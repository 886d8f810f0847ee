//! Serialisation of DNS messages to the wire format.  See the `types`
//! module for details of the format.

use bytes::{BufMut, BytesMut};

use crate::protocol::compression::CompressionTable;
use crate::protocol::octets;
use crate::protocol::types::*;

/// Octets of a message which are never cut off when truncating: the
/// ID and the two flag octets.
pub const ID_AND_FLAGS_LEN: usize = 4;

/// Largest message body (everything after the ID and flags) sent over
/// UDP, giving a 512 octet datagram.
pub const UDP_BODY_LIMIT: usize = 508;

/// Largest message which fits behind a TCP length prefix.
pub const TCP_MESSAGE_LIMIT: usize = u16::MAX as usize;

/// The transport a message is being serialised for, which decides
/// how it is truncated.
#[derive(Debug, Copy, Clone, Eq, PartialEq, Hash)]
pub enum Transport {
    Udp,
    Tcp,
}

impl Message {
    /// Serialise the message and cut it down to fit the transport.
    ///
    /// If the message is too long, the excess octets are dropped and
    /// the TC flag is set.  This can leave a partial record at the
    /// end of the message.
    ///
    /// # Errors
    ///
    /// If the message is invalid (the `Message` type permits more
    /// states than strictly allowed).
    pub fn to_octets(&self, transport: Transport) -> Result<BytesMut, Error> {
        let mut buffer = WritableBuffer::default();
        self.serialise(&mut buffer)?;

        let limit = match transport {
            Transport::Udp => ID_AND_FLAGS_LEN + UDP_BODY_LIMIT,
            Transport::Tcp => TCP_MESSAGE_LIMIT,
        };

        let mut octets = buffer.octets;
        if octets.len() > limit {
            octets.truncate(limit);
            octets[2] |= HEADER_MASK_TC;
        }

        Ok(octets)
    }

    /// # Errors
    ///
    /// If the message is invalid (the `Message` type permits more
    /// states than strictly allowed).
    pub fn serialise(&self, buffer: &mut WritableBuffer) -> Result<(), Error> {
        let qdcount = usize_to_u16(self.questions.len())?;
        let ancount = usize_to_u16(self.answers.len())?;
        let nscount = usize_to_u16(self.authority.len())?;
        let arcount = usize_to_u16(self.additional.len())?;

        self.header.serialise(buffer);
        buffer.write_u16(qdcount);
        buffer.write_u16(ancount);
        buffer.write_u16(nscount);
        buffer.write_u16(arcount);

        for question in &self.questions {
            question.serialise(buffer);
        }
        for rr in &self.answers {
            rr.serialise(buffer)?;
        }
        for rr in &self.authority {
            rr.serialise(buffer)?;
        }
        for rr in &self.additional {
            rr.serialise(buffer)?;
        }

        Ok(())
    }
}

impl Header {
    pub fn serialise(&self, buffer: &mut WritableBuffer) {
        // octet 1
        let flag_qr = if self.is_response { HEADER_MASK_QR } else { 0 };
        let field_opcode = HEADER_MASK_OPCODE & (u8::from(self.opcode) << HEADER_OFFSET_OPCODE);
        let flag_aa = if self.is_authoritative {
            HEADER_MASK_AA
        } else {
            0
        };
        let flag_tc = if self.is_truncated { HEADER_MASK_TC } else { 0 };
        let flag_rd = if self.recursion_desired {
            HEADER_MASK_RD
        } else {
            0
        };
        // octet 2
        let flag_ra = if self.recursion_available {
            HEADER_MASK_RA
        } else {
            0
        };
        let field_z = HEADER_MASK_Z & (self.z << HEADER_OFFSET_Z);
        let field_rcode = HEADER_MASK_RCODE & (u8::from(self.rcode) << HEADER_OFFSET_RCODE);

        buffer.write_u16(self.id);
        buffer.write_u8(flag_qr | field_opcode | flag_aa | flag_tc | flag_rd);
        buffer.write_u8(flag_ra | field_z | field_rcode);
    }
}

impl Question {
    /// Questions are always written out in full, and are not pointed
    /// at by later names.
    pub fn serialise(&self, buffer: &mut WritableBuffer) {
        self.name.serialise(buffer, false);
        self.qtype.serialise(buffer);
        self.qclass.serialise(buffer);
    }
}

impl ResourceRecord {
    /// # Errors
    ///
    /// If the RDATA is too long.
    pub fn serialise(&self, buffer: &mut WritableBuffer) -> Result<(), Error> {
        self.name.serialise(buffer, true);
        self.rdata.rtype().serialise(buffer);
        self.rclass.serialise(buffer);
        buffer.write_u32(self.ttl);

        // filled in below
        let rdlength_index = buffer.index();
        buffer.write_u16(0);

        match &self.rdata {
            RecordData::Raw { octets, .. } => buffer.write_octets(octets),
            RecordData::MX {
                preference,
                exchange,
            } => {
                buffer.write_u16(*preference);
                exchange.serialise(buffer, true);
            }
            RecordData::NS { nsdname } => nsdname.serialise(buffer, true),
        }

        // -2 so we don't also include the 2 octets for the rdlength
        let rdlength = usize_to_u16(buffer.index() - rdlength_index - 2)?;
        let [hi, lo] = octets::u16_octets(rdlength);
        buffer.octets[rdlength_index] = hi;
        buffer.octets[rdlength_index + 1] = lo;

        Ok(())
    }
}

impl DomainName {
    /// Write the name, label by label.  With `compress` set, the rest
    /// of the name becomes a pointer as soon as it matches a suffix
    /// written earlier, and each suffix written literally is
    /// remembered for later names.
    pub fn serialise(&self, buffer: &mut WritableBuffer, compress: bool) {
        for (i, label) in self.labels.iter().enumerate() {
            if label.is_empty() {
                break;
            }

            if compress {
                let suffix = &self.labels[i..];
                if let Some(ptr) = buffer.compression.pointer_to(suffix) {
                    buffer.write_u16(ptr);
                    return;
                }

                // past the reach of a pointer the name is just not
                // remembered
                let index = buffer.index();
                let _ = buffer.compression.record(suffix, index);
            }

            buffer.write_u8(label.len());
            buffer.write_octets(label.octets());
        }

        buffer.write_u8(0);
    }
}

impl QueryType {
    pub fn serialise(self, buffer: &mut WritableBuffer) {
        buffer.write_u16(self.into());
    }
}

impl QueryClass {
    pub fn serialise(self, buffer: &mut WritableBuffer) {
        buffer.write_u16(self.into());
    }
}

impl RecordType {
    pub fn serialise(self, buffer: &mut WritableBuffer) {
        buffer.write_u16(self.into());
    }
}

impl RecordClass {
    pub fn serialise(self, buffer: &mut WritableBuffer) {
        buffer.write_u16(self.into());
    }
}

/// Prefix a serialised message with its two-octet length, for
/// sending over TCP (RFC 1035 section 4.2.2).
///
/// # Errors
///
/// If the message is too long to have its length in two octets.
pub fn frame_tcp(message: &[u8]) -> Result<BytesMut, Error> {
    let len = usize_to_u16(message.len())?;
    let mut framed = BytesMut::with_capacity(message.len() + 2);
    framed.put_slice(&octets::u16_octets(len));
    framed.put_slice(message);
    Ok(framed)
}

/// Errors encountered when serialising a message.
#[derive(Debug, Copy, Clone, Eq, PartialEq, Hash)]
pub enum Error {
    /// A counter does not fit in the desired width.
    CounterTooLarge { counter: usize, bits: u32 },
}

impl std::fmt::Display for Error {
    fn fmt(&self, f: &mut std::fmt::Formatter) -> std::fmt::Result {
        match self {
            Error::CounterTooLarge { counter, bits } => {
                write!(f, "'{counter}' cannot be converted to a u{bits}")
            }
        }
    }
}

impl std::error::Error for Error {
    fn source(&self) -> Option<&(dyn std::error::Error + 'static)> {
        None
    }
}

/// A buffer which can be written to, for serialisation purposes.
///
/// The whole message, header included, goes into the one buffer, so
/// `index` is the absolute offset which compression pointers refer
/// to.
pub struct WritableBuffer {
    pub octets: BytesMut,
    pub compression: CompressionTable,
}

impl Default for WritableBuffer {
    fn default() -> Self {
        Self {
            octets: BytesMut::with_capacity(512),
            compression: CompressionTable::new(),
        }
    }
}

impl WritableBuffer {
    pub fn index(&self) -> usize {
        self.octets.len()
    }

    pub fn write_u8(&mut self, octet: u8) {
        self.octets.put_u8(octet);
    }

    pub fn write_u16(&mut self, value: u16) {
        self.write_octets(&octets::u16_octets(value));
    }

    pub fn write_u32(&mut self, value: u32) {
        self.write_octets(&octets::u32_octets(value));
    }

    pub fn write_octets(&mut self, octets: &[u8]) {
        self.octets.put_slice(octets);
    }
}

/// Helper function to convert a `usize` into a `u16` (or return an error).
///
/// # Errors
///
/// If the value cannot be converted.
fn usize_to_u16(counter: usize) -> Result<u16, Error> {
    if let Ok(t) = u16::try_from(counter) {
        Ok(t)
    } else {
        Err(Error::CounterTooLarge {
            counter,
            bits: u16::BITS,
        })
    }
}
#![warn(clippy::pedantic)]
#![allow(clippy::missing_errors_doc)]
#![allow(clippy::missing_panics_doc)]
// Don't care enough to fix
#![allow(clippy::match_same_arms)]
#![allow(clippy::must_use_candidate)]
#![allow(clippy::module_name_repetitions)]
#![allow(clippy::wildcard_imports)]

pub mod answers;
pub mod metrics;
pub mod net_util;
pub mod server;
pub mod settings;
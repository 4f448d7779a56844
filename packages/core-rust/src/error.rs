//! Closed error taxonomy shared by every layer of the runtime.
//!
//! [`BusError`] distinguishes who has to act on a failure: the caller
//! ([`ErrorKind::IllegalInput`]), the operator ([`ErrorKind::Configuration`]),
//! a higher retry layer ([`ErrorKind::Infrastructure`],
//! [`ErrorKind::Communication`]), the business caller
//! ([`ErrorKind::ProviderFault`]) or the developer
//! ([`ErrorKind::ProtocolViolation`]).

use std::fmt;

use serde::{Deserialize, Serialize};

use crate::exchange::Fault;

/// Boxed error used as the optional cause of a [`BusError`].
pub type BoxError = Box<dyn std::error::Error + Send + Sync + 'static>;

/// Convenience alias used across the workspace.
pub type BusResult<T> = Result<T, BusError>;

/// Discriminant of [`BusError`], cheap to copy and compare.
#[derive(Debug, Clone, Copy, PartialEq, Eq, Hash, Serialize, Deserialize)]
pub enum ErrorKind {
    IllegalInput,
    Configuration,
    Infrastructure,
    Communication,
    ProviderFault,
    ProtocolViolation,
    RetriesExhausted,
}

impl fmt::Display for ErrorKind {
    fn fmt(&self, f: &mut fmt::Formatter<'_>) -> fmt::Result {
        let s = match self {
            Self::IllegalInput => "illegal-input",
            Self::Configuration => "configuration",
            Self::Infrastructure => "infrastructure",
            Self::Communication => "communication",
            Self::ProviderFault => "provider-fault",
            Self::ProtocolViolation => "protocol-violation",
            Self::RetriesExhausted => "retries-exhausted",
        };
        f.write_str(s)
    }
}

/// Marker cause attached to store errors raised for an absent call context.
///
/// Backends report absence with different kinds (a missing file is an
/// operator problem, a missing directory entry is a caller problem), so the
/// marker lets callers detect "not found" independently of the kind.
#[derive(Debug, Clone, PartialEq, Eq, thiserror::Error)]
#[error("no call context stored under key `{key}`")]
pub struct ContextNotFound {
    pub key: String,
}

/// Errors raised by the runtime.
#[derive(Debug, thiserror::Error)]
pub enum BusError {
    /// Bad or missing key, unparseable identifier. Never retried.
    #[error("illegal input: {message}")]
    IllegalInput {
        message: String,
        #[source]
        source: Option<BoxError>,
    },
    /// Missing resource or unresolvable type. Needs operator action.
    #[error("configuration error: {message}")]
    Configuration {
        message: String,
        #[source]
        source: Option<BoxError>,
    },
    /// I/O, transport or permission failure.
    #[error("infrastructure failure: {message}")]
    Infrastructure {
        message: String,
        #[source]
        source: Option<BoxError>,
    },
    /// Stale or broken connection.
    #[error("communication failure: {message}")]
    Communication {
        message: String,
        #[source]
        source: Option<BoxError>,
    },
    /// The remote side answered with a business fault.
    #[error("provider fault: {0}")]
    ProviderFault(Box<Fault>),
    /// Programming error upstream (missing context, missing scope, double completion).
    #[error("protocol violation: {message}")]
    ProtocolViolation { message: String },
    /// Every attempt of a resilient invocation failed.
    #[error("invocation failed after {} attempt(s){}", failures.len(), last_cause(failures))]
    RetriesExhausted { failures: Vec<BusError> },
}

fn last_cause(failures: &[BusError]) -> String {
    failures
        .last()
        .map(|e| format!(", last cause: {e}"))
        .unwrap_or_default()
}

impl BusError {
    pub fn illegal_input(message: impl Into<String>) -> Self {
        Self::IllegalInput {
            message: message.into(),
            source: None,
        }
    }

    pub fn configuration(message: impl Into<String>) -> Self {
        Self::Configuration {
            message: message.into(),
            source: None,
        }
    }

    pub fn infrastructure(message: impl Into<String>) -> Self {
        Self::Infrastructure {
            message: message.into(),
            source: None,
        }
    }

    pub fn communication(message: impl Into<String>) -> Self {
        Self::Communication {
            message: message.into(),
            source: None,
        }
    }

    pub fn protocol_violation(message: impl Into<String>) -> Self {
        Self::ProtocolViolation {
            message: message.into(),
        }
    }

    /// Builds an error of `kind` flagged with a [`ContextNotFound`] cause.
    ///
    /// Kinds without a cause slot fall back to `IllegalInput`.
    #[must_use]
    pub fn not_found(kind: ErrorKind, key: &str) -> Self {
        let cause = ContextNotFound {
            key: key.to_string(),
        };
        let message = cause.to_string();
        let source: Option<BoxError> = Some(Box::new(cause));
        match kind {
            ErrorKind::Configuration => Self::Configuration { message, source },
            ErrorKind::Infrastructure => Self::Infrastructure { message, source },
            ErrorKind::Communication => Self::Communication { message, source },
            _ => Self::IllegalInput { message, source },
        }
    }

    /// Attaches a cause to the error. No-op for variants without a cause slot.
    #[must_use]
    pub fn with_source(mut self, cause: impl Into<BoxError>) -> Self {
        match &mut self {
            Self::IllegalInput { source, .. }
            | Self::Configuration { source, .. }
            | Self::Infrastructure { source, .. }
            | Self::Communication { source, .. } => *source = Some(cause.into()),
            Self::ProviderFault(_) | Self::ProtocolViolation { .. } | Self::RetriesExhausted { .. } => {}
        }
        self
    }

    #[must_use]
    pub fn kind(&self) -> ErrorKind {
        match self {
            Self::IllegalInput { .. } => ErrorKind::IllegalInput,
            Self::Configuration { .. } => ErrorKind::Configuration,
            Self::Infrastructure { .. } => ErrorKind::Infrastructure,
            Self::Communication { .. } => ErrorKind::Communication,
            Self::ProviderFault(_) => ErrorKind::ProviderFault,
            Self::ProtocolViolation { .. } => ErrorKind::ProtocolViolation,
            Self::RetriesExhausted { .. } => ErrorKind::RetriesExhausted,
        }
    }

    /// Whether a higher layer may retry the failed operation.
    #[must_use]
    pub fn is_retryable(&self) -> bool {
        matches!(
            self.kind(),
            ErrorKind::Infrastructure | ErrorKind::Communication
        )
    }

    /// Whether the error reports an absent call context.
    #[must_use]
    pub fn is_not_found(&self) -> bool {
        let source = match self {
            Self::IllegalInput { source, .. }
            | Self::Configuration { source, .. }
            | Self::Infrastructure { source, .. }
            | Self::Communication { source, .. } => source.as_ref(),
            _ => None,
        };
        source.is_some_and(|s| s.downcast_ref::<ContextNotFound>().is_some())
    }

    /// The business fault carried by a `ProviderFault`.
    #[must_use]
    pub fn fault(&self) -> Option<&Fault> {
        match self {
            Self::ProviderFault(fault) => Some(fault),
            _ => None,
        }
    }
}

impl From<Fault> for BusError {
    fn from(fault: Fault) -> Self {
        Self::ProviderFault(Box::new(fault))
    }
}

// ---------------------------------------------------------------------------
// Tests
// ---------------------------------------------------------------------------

▶ **TASK OBJECTIVE**:
Write out exactly the lines that fall from the line with "fn fmt(&self, f: &mut std::fmt::Formatter)" to the line with "#![allow(clippy::missing_panics_doc)]" in the records above, keeping both ends.

▶ **EXERCISE RESULT**:
    fn fmt(&self, f: &mut std::fmt::Formatter) -> std::fmt::Result {
        match self {
            Error::CounterTooLarge { counter, bits } => {
                write!(f, "'{counter}' cannot be converted to a u{bits}")
            }
        }
    }
}

impl std::error::Error for Error {
    fn source(&self) -> Option<&(dyn std::error::Error + 'static)> {
        None
    }
}

/// A buffer which can be written to, for serialisation purposes.
///
/// The whole message, header included, goes into the one buffer, so
/// `index` is the absolute offset which compression pointers refer
/// to.
pub struct WritableBuffer {
    pub octets: BytesMut,
    pub compression: CompressionTable,
}

impl Default for WritableBuffer {
    fn default() -> Self {
        Self {
            octets: BytesMut::with_capacity(512),
            compression: CompressionTable::new(),
        }
    }
}

impl WritableBuffer {
    pub fn index(&self) -> usize {
        self.octets.len()
    }

    pub fn write_u8(&mut self, octet: u8) {
        self.octets.put_u8(octet);
    }

    pub fn write_u16(&mut self, value: u16) {
        self.write_octets(&octets::u16_octets(value));
    }

    pub fn write_u32(&mut self, value: u32) {
        self.write_octets(&octets::u32_octets(value));
    }

    pub fn write_octets(&mut self, octets: &[u8]) {
        self.octets.put_slice(octets);
    }
}

/// Helper function to convert a `usize` into a `u16` (or return an error).
///
/// # Errors
///
/// If the value cannot be converted.
fn usize_to_u16(counter: usize) -> Result<u16, Error> {
    if let Ok(t) = u16::try_from(counter) {
        Ok(t)
    } else {
        Err(Error::CounterTooLarge {
            counter,
            bits: u16::BITS,
        })
    }
}
#![warn(clippy::pedantic)]
#![allow(clippy::missing_errors_doc)]
#![allow(clippy::missing_panics_doc)]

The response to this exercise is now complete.